**EXERCISE DIRECTIONS:** Provide again, from the entries below, every line from the one containing "filename src/host/github.rs" through the one containing "let page_param = page.to_string();", exactly as written, and no other line.

━━━━━ SUPPLIED MATERIAL

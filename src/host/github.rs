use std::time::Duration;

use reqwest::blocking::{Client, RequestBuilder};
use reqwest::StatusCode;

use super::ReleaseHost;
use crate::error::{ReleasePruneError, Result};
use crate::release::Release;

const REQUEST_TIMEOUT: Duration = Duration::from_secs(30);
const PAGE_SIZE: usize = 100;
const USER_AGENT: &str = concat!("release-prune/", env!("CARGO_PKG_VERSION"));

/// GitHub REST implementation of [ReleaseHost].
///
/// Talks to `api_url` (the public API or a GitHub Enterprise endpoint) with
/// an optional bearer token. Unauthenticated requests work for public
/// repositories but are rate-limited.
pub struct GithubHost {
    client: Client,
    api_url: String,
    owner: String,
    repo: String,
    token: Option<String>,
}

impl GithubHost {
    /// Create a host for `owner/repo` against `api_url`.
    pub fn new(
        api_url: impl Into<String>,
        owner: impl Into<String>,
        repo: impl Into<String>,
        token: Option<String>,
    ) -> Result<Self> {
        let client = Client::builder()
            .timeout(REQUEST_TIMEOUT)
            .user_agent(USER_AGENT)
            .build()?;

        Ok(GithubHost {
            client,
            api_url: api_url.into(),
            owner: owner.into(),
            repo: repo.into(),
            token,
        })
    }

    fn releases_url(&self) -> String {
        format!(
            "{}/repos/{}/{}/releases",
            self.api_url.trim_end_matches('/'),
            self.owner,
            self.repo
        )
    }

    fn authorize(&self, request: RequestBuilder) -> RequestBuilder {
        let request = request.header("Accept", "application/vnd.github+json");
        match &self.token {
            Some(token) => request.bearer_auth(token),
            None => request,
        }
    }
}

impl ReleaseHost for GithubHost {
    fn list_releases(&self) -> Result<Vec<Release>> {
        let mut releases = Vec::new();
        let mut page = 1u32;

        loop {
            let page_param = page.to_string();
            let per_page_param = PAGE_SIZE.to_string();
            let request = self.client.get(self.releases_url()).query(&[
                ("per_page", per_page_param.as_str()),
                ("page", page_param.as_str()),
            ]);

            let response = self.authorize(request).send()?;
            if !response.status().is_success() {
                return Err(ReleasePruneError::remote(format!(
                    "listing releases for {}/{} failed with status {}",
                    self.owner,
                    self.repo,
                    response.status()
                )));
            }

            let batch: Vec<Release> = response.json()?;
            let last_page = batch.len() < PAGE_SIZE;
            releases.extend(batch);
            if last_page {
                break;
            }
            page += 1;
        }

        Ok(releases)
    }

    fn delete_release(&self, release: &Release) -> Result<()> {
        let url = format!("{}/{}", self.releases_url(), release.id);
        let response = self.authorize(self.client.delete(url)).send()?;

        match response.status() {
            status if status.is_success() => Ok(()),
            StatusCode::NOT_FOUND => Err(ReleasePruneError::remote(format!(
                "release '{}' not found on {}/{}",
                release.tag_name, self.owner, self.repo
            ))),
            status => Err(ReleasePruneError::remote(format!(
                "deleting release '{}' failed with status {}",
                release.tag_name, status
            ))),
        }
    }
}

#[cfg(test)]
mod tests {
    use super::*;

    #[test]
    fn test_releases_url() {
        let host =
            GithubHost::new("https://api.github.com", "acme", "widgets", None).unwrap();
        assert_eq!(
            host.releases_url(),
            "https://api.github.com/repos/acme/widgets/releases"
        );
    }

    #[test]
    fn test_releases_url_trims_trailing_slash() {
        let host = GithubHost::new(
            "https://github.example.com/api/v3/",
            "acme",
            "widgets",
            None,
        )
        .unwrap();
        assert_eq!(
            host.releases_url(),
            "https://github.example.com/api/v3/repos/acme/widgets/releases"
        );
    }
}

━━━━━━━━━━
━━━━━ SUPPLIED MATERIAL

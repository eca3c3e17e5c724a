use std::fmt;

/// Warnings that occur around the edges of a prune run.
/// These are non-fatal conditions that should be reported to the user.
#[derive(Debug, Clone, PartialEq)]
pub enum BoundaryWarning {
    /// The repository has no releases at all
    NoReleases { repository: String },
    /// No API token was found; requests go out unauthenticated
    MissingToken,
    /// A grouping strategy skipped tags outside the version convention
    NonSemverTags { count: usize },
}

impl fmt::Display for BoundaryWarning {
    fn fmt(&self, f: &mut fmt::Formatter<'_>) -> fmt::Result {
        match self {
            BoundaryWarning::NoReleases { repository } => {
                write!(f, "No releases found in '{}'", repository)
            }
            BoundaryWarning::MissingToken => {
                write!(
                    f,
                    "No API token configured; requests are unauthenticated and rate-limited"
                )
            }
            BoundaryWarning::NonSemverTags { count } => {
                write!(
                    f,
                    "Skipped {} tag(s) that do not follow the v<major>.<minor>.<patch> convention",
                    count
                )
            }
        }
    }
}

━━━━━━━━━━

**OUTPUT FOR THIS EXERCISE:**
filename src/host/github.rs
use std::time::Duration;

use reqwest::blocking::{Client, RequestBuilder};
use reqwest::StatusCode;

use super::ReleaseHost;
use crate::error::{ReleasePruneError, Result};
use crate::release::Release;

const REQUEST_TIMEOUT: Duration = Duration::from_secs(30);
const PAGE_SIZE: usize = 100;
const USER_AGENT: &str = concat!("release-prune/", env!("CARGO_PKG_VERSION"));

/// GitHub REST implementation of [ReleaseHost].
///
/// Talks to `api_url` (the public API or a GitHub Enterprise endpoint) with
/// an optional bearer token. Unauthenticated requests work for public
/// repositories but are rate-limited.
pub struct GithubHost {
    client: Client,
    api_url: String,
    owner: String,
    repo: String,
    token: Option<String>,
}

impl GithubHost {
    /// Create a host for `owner/repo` against `api_url`.
    pub fn new(
        api_url: impl Into<String>,
        owner: impl Into<String>,
        repo: impl Into<String>,
        token: Option<String>,
    ) -> Result<Self> {
        let client = Client::builder()
            .timeout(REQUEST_TIMEOUT)
            .user_agent(USER_AGENT)
            .build()?;

        Ok(GithubHost {
            client,
            api_url: api_url.into(),
            owner: owner.into(),
            repo: repo.into(),
            token,
        })
    }

    fn releases_url(&self) -> String {
        format!(
            "{}/repos/{}/{}/releases",
            self.api_url.trim_end_matches('/'),
            self.owner,
            self.repo
        )
    }

    fn authorize(&self, request: RequestBuilder) -> RequestBuilder {
        let request = request.header("Accept", "application/vnd.github+json");
        match &self.token {
            Some(token) => request.bearer_auth(token),
            None => request,
        }
    }
}

impl ReleaseHost for GithubHost {
    fn list_releases(&self) -> Result<Vec<Release>> {
        let mut releases = Vec::new();
        let mut page = 1u32;

        loop {
            let page_param = page.to_string();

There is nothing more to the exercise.